:: THE DATA ::
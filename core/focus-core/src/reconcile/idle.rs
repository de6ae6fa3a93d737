//! Idle-unit accrual between collection ticks.
//!
//! Units accrue per whole tick period elapsed since `lastCollectionTime`.
//! Partial periods are not lost: the collection time only advances by the
//! periods actually consumed, so a late or missed tick catches up in full
//! on the next one. Partial units are not lost either: a fractional rate
//! leaves its remainder in `fractionalUnits` for the next collection.

use chrono::{DateTime, Duration, Utc};

use crate::config::{IdleConfig, TimerConfig};
use crate::types::IdleState;

#[derive(Debug, Clone, Copy, PartialEq)]
pub struct IdleEconomy {
    pub period: Duration,
    pub units_per_interval: f64,
    pub units_per_currency: u64,
}

impl Default for IdleEconomy {
    fn default() -> Self {
        Self::from_config(&IdleConfig::default(), &TimerConfig::default())
    }
}

impl IdleEconomy {
    pub fn from_config(idle: &IdleConfig, timers: &TimerConfig) -> Self {
        Self {
            period: Duration::seconds(timers.idle_tick_period_secs.max(1) as i64),
            units_per_interval: idle.units_per_interval.max(0.0),
            units_per_currency: idle.units_per_currency.max(1),
        }
    }

    pub fn period_std(&self) -> std::time::Duration {
        self.period
            .to_std()
            .unwrap_or(std::time::Duration::from_secs(60))
    }
}

#[derive(Debug, Clone, PartialEq)]
pub struct IdleCollection {
    pub next: IdleState,
    pub intervals: u64,
    pub units: u64,
    pub currency_gained: u64,
}

impl IdleCollection {
    fn unchanged(next: IdleState) -> Self {
        Self {
            next,
            intervals: 0,
            units: 0,
            currency_gained: 0,
        }
    }
}

/// Computes the collection due at `now`.
///
/// The first collection only records the start time. A clock that moved
/// backwards restarts accrual from `now`.
pub fn collect_idle(idle: &IdleState, economy: &IdleEconomy, now: DateTime<Utc>) -> IdleCollection {
    let mut next = idle.clone();

    let last = match idle.last_collection_time {
        Some(last) if last <= now => last,
        Some(last) => {
            tracing::warn!(
                last_collection = %last,
                now = %now,
                "Idle collection time is in the future; restarting accrual"
            );
            next.last_collection_time = Some(now);
            return IdleCollection::unchanged(next);
        }
        None => {
            next.last_collection_time = Some(now);
            return IdleCollection::unchanged(next);
        }
    };

    let period_ms = economy.period.num_milliseconds().max(1);
    let elapsed_ms = now.signed_duration_since(last).num_milliseconds().max(0);
    let intervals = elapsed_ms / period_ms;
    if intervals == 0 {
        return IdleCollection::unchanged(next);
    }

    let carried = if idle.fractional_units.is_finite() {
        idle.fractional_units.clamp(0.0, 1.0)
    } else {
        0.0
    };
    let raw_units = intervals as f64 * economy.units_per_interval + carried;
    let (units, fraction) = if raw_units.is_finite() {
        let whole = raw_units.floor();
        (whole as u64, raw_units - whole)
    } else {
        (0, 0.0)
    };

    next.fractional_units = fraction;
    next.last_collection_time = Some(last + Duration::milliseconds(intervals * period_ms));
    let pool = next.accumulated_units.saturating_add(units);
    let currency_gained = pool / economy.units_per_currency;
    next.accumulated_units = pool % economy.units_per_currency;

    IdleCollection {
        next,
        intervals: intervals as u64,
        units,
        currency_gained,
    }
}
:::
The string "PartialEq" marks the lines to copy; report each of them from the data above.

#[derive(Debug, Clone, Copy, PartialEq)]
#[derive(Debug, Clone, PartialEq)]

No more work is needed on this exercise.